The former Burma’s ruling generals insist their relief operations are running smoothly, refusing to allow major aid distribution networks run by foreign agencies and workers.

But the junta issued an edict in state-run newspapers on Friday saying legal action would be taken against anybody found hoarding or selling relief supplies, amid rumours of local military units expropriating trucks of food, blankets and water.

If emergency supplies do not get through in much greater quantities, starvation and disease are very real threats. Many cyclone refugees, crammed into monasteries, schools and other temporary shelters after the devastating storm, have gone down with diarrhoea, dysentery and skin infections.

The European Union’s top aid official, Louis Michel, met ministers in Yangon on Thursday and urged them to admit foreign aid workers and essential equipment to keep the death toll, which the Red Cross says could be as high as 128,000, from rising.

Michel, like so many other envoys before, made no headway.

“Relations between Myanmar and the international community are difficult,” he told Reuters.

“But that is not my problem.

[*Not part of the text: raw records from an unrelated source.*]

//! The lecture viewer: one embedded frame, a lecture list, and the resource
//! links for whichever lecture is active.
//!
//! [`LectureViewer`] is the single owner of all page state. The browser glue
//! feeds it [`ViewerEvent`]s and applies the returned [`EventOutcome`]; it never
//! writes to viewer elements itself.

use crate::config::SiteConfig;
use crate::lecture::{lecture_key, resolve_fallback, LectureInfo};
use crate::media::MediaDirectory;
use crate::navigation::{route_click, ClickRoute, ResourceKind};
use crate::present::{self, present_link, render_recordings};
use crate::ui::UiTree;

/// What is currently loaded in the embedded frame.
#[derive(Debug, Clone, Default, PartialEq, Eq)]
pub struct ViewerState {
    pub current_href: String,
    pub current_title: String,
    pub current_meta: String,
}

/// Input to the viewer.
#[derive(Debug)]
pub enum ViewerEvent<N> {
    /// A click anywhere on the page, by its innermost element.
    Click { target: N },
    /// The media directory fetch finished (already degraded to empty on failure).
    MediaSettled(MediaDirectory),
}

/// How the caller should treat the originating browser event.
#[derive(Debug, Clone, Copy, Default, PartialEq, Eq)]
pub struct EventOutcome {
    pub prevent_default: bool,
}

impl EventOutcome {
    const HANDLED: Self = Self {
        prevent_default: true,
    };
    const IGNORED: Self = Self {
        prevent_default: false,
    };
}

/// Element lookups resolved once at startup. Any of them may be missing.
#[derive(Debug, Clone)]
struct ViewerElements<N> {
    list: Option<N>,
    frame: Option<N>,
    title: Option<N>,
    meta: Option<N>,
    open_link: Option<N>,
    slide_link: Option<N>,
    recordings: Option<N>,
}

impl<N> ViewerElements<N> {
    fn resolve<T: UiTree<Node = N>>(tree: &T, config: &SiteConfig) -> Self {
        let s = &config.selectors;
        Self {
            list: tree.find(&s.lecture_list),
            frame: tree.find(&s.frame),
            title: tree.find(&s.title),
            meta: tree.find(&s.meta),
            open_link: tree.find(&s.open_link),
            slide_link: tree.find(&s.slide_link),
            recordings: tree.find(&s.recordings),
        }
    }
}

/// Lecture selection controller and viewer navigation.
pub struct LectureViewer<T: UiTree> {
    tree: T,
    config: SiteConfig,
    elements: ViewerElements<T::Node>,
    media: MediaDirectory,
    media_settled: bool,
    state: ViewerState,
    active: Option<(T::Node, LectureInfo)>,
}

impl<T: UiTree> LectureViewer<T> {
    pub fn new(tree: T, config: SiteConfig) -> Self {
        let elements = ViewerElements::resolve(&tree, &config);
        Self {
            tree,
            config,
            elements,
            media: MediaDirectory::new(),
            media_settled: false,
            state: ViewerState::default(),
            active: None,
        }
    }

    pub fn tree(&self) -> &T {
        &self.tree
    }

    pub fn config(&self) -> &SiteConfig {
        &self.config
    }

    pub fn state(&self) -> &ViewerState {
        &self.state
    }

    pub fn media(&self) -> &MediaDirectory {
        &self.media
    }

    /// Whether the media directory fetch has settled.
    pub fn is_media_settled(&self) -> bool {
        self.media_settled
    }

    pub fn active_lecture(&self) -> Option<&LectureInfo> {
        self.active.as_ref().map(|(_, info)| info)
    }

    /// Whether this page hosts a viewer at all.
    pub fn has_viewer(&self) -> bool {
        self.elements.frame.is_some() || self.elements.list.is_some()
    }

    /// Media directory path: `data-media-path` on the lecture list, else config.
    pub fn media_path(&self) -> String {
        self.elements
            .list
            .as_ref()
            .and_then(|list| self.tree.attr(list, "data-media-path"))
            .filter(|p| !p.trim().is_empty())
            .unwrap_or_else(|| self.config.media.path.clone())
    }

    fn lecture_items(&self) -> Vec<T::Node> {
        match &self.elements.list {
            Some(list) => self.tree.find_all_within(list, &self.config.selectors.lecture_item),
            None => Vec::new(),
        }
    }

    /// Select the initially active lecture: the one marked `active` in markup,
    /// else the first. No-op without lecture items.
    pub fn init(&mut self) {
        let items = self.lecture_items();
        let initial = items
            .iter()
            .find(|item| self.tree.has_class(item, "active"))
            .or_else(|| items.first())
            .cloned();
        match initial {
            Some(item) => self.select_lecture(&item),
            None => tracing::debug!("No lecture items on page"),
        }
    }

    /// Read source, title and meta from a lecture item, with fallbacks.
    pub fn lecture_info(&self, item: &T::Node) -> LectureInfo {
        let s = &self.config.selectors;
        let child_text = |selector: &str| {
            self.tree
                .find_within(item, selector)
                .map(|child| self.tree.text(&child))
        };

        let src = resolve_fallback(
            [self.tree.attr(item, "data-src"), self.tree.attr(item, "href")],
            "",
        );
        let title = resolve_fallback(
            [self.tree.attr(item, "data-title"), child_text(&s.lecture_title)],
            &self.config.labels.default_title,
        );
        let meta = resolve_fallback([self.tree.attr(item, "data-meta"), child_text(&s.lecture_meta)], "");
        let key = lecture_key(&src);

        LectureInfo { src, title, meta, key }
    }

    /// Make `item` the only active lecture, load it, and refresh its resource links.
    pub fn select_lecture(&mut self, item: &T::Node) {
        for other in self.lecture_items() {
            self.tree.set_class(&other, "active", false);
        }
        self.tree.set_class(item, "active", true);

        let info = self.lecture_info(item);
        tracing::debug!(src = %info.src, key = %info.key, "Lecture selected");

        self.show(&info.src, &info.title, &info.meta);
        self.active = Some((item.clone(), info));
        self.refresh_media();
    }

    /// Redraw the slide link and recording list for the active lecture from
    /// the current media directory.
    pub fn refresh_media(&self) {
        let Some((_, info)) = &self.active else {
            return;
        };
        let record = self.media.lookup(&info.key);
        let labels = &self.config.labels;

        if let Some(link) = &self.elements.slide_link {
            let href = record.slide_href();
            let label = if href.is_some() {
                &labels.slides
            } else {
                &labels.no_slides
            };
            present_link(&self.tree, link, href, label);
        }
        if let Some(container) = &self.elements.recordings {
            render_recordings(&self.tree, container, &record.recordings, labels);
        }
    }

    /// Install the fetched media directory and refresh the lecture active now.
    pub fn apply_media_directory(&mut self, media: MediaDirectory) {
        self.media = media;
        self.media_settled = true;
        self.refresh_media();
    }

    /// Load an enabled resource link in the frame. Returns whether anything changed.
    pub fn open_resource(&mut self, link: &T::Node) -> bool {
        if !present::is_enabled(&self.tree, link) {
            return false;
        }
        let Some(href) = self.tree.attr(link, "href") else {
            return false;
        };

        let kind = ResourceKind::of(&self.tree, &self.config.selectors, link);
        let (lecture_title, lecture_meta) = match &self.active {
            Some((_, info)) => (info.title.clone(), info.meta.clone()),
            None => (self.config.labels.default_title.clone(), String::new()),
        };
        let title = format!("{lecture_title} - {}", kind.label(&self.config.labels));
        tracing::debug!(%href, %title, "Opening resource in viewer");

        self.show(&href, &title, &lecture_meta);
        true
    }

    pub fn dispatch(&mut self, event: ViewerEvent<T::Node>) -> EventOutcome {
        match event {
            ViewerEvent::Click { target } => self.handle_click(&target),
            ViewerEvent::MediaSettled(media) => {
                self.apply_media_directory(media);
                EventOutcome::IGNORED
            }
        }
    }

    pub fn handle_click(&mut self, target: &T::Node) -> EventOutcome {
        match route_click(&self.tree, &self.config.selectors, target) {
            ClickRoute::Lecture(item) => {
                self.select_lecture(&item);
                EventOutcome::HANDLED
            }
            ClickRoute::Resource(link) => {
                self.open_resource(&link);
                EventOutcome::HANDLED
            }
            ClickRoute::Card { link, .. } => match link {
                Some(link) => {
                    self.open_resource(&link);
                    EventOutcome::HANDLED
                }
                None => EventOutcome::IGNORED,
            },
            ClickRoute::PassThrough => EventOutcome::IGNORED,
        }
    }

    /// Point the frame, the open-in-new-tab link and the heading at a page.
    fn show(&mut self, href: &str, title: &str, meta: &str) {
        let el = &self.elements;
        if let Some(frame) = &el.frame {
            self.tree.set_attr(frame, "src", href);
        }
        if let Some(open) = &el.open_link {
            self.tree.set_attr(open, "href", href);
        }
        if let Some(node) = &el.title {
            self.tree.set_text(node, title);
        }
        if let Some(node) = &el.meta {
            self.tree.set_text(node, meta);
        }

        self.state = ViewerState {
            current_href: href.to_string(),
            current_title: title.to_string(),
            current_meta: meta.to_string(),
        };
    }
}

The time is not for political discussion. It’s time to deliver aid to save lives.”

Earlier, the reclusive generals, the latest face of 46 years of unbroken military rule, signalled they would not budge on their position of limiting foreign access to the delta, fearful that doing so might loosen their vice-like grip on power.

“We have already finished our first phase of emergency relief. We are going onto the second phase, the rebuilding stage,” state television quoted Prime Minister Thein Sein as telling his Thai counterpart this week.

Underlining where its main attentions lie, the junta announced an overwhelming vote in favour of an army-backed constitution in a referendum held on May 10, despite calls for a delay in the light of the disaster.

Two weeks after the storm tore through the heavily populated Irrawaddy delta rice bowl, food, medicine and temporary shelter have been sent in dribs and drabs to devastated communities.

Frustrated by the speed of the official response, ordinary people were taking matters into their own hands, sending trucks and vans into the delta with clothes, biscuits, dried noodles, and rice provided by private companies and individuals.